Cold Magic by Kate Elliott is the first in the Spiritwalker trilogy and tells the story of Cat Hassi Barahal as she comes to terms with the strange new path her life is taking her and the new powers she acquires. Cold Magic has been on my TBR list for some time. I’d picked it up several months back when it was on special offer on Kindle for $1.99, but never got round to reading it. It moved up the list a few weeks ago when I read an intriguing article on the magic system, yet it never quite made it to the top. Finally a couple of weeks ago, Audible released it as an audiobook. This is the first of the books to be released on Audible, so I picked it up to listen to during my nightshifts and it finally made it to the top of the list.

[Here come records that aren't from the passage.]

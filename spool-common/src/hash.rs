//! Pluggable two-to-one hash used for tree nodes and nullifiers.
//!
//! A deployment fixes one algorithm for the whole lifetime of a tree; mixing
//! algorithms inside one tree produces roots nobody else can reproduce.

use std::fmt;
use std::str::FromStr;

use serde::{Deserialize, Serialize};
use sha2::Sha256;
use sha3::{Digest as _, Keccak256};

use crate::digest::{Digest, DIGEST_BYTES};
use crate::error::CommonError;

/// Binary combiner `H(left, right) -> digest` over 32-byte words.
pub trait HashDomain: Clone + Send + Sync + fmt::Debug {
    fn combine(&self, left: &Digest, right: &Digest) -> Digest;

    /// Stable identifier, used in logs and persisted tree metadata.
    fn name(&self) -> &'static str;
}

/// Built-in hash domains.
#[derive(Clone, Copy, Debug, Default, PartialEq, Eq, Hash, Serialize, Deserialize)]
#[serde(rename_all = "lowercase")]
pub enum HashAlgorithm {
    /// Keccak-256 of `left || right`, matching EVM-side trees.
    #[default]
    Keccak256,
    /// SHA-256 of `left || right`.
    Sha256,
    /// BLAKE3 of `left || right`.
    Blake3,
}

impl HashDomain for HashAlgorithm {
    fn combine(&self, left: &Digest, right: &Digest) -> Digest {
        let mut out = [0u8; DIGEST_BYTES];
        match self {
            HashAlgorithm::Keccak256 => {
                let mut hasher = Keccak256::new();
                hasher.update(left.as_bytes());
                hasher.update(right.as_bytes());
                out.copy_from_slice(&hasher.finalize());
            }
            HashAlgorithm::Sha256 => {
                let mut hasher = Sha256::new();
                hasher.update(left.as_bytes());
                hasher.update(right.as_bytes());
                out.copy_from_slice(&hasher.finalize());
            }
            HashAlgorithm::Blake3 => {
                let mut hasher = blake3::Hasher::new();
                hasher.update(left.as_bytes());
                hasher.update(right.as_bytes());
                out = *hasher.finalize().as_bytes();
            }
        }
        Digest(out)
    }

    fn name(&self) -> &'static str {
        match self {
            HashAlgorithm::Keccak256 => "keccak256",
            HashAlgorithm::Sha256 => "sha256",
            HashAlgorithm::Blake3 => "blake3",
        }
    }
}

impl FromStr for HashAlgorithm {
    type Err = CommonError;

    fn from_str(s: &str) -> Result<Self, Self::Err> {
        match s.to_ascii_lowercase().as_str() {
            "keccak256" | "keccak" => Ok(HashAlgorithm::Keccak256),
            "sha256" => Ok(HashAlgorithm::Sha256),
            "blake3" => Ok(HashAlgorithm::Blake3),
            other => Err(CommonError::UnknownAlgorithm(other.to_string())),
        }
    }
}

impl fmt::Display for HashAlgorithm {
    fn fmt(&self, f: &mut fmt::Formatter<'_>) -> fmt::Result {
        f.write_str(self.name())
    }
}

/// Nullifier of a commitment: `H(spend_key, commitment)`.
///
/// Only ever used as a lookup key against spends observed on chain.
pub fn derive_nullifier<H: HashDomain>(hasher: &H, commitment: &Digest, spend_key: &Digest) -> Digest {
    hasher.combine(spend_key, commitment)
}

#[cfg(test)]
mod tests {
    use super::*;

    #[test]
    fn keccak_of_two_zero_words_matches_known_value() {
        // keccak256(64 zero bytes), the level-1 empty node of every EVM tree.
        let expected = Digest::from_hex(
            "0xad3228b676f7d3cd4284a5443f17f1962b36e491b30a40b2405849e597ba5fb5",
        )
        .unwrap();
        assert_eq!(
            HashAlgorithm::Keccak256.combine(&Digest::ZERO, &Digest::ZERO),
            expected
        );
    }

    #[test]
    fn combine_is_order_sensitive() {
        let a = Digest::from_u64(1);
        let b = Digest::from_u64(2);
        for algo in [
            HashAlgorithm::Keccak256,
            HashAlgorithm::Sha256,
            HashAlgorithm::Blake3,
        ] {
            assert_ne!(algo.combine(&a, &b), algo.combine(&b, &a), "{algo}");
        }
    }

    #[test]
    fn algorithms_disagree() {
        let a = Digest::from_u64(1);
        let b = Digest::from_u64(2);
        let k = HashAlgorithm::Keccak256.combine(&a, &b);
        let s = HashAlgorithm::Sha256.combine(&a, &b);
        let bl = HashAlgorithm::Blake3.combine(&a, &b);
        assert_ne!(k, s);
        assert_ne!(s, bl);
    }

    #[test]
    fn parses_algorithm_names() {
        assert_eq!("SHA256".parse::<HashAlgorithm>().unwrap(), HashAlgorithm::Sha256);
        assert_eq!("keccak".parse::<HashAlgorithm>().unwrap(), HashAlgorithm::Keccak256);
        assert!("md5".parse::<HashAlgorithm>().is_err());
        let json = serde_json::to_string(&HashAlgorithm::Blake3).unwrap();
        assert_eq!(json, "\"blake3\"");
    }

    #[test]
    fn nullifier_depends_on_spend_key() {
        let algo = HashAlgorithm::default();
        let commitment = Digest::from_u64(42);
        let n1 = derive_nullifier(&algo, &commitment, &Digest::from_u64(1));
        let n2 = derive_nullifier(&algo, &commitment, &Digest::from_u64(2));
        assert_ne!(n1, n2);
        assert_eq!(n1, derive_nullifier(&algo, &commitment, &Digest::from_u64(1)));
    }
}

I’m very glad it did!
What I liked
Interesting themes. Elliott explores some interesting themes in this novel. One of the major ones is magic vs technology. The society in which Cat lives is beginning to make progress with industrialisation and this engenders conflict with the powerful Mage Houses, the magic wielders. It is notable that the brunt of the Cold Mages’ destructive power is directed at symbols of industry and innovation – an airship and a factory. I look forward to seeing where this goes in the subsequent books
Another interesting theme is that of family and betrayal. Cat feels deeply betrayed by the actions of her uncle and aunt as does Andevai’s family to some extent by his changed attitude since his becoming a Cold Mage.
Identity is another interesting theme explored in the series. Cat strongly identifies with the Hassi Barahals who raised her, but after what she perceives as their betrayal she is no longer certain about who she is, especially given the new powers she discovers. When she meets her half brother Rory, her identity is thrown into even more confusion. This theme is even more apparent in the character of Andevai who is torn between his identity as a member of a poor but loving family and his status as a Cold Mage. It appears he is struggling to fit in with either community.
The worldbuilding. Ms Elliott’s blog is entitled “I make up worlds” and it’s clear this is something she very much enjoys. The worldbuilding in Cold Magic is excellent. I enjoyed the alternative history variation of our world that she has created. I especially enjoyed the intelligent trolls – one of whom is a solicitor!
I understand one of the lynchpins of the series is intended to be the relationship between Cat and her cousin Bee, whom she loves like a sister. It’s clear that they are very close, and protecting each other is a major motivation for the two. However, the cousins don’t spend much time together in this book so it doesn’t come across as strongly as it might. I suspect this may be more prominent in the next two books.
The narration. I listened to the audiobook narrated by Charlotte Parry. A poor or mediocre narrator adds little to a book other than saving you the trouble of reading it for yourself, offering little more than the Kindle’s robotic text to speech. A great narrator, on the other hand, really brings the characters to life. Ms Parry is of the second variety. It was easy to tell which character was speaking by the voice she used, and she picked up the stage directions perfectly (he said coldly, for example). Here is a sample.
[mp3j track=”http://samples.audible.com/bk/reco/007080/bk_reco_007080_sample.mp3″ volslider=”y” title = “Cold Magic”]
What I didn’t like
The overall story arc. At this point, I’m not entirely certain what our protagonist’s goals are other than self preservation and what the consequences might be if she fails to achieve them. I hope this is clarified in the subsequent books.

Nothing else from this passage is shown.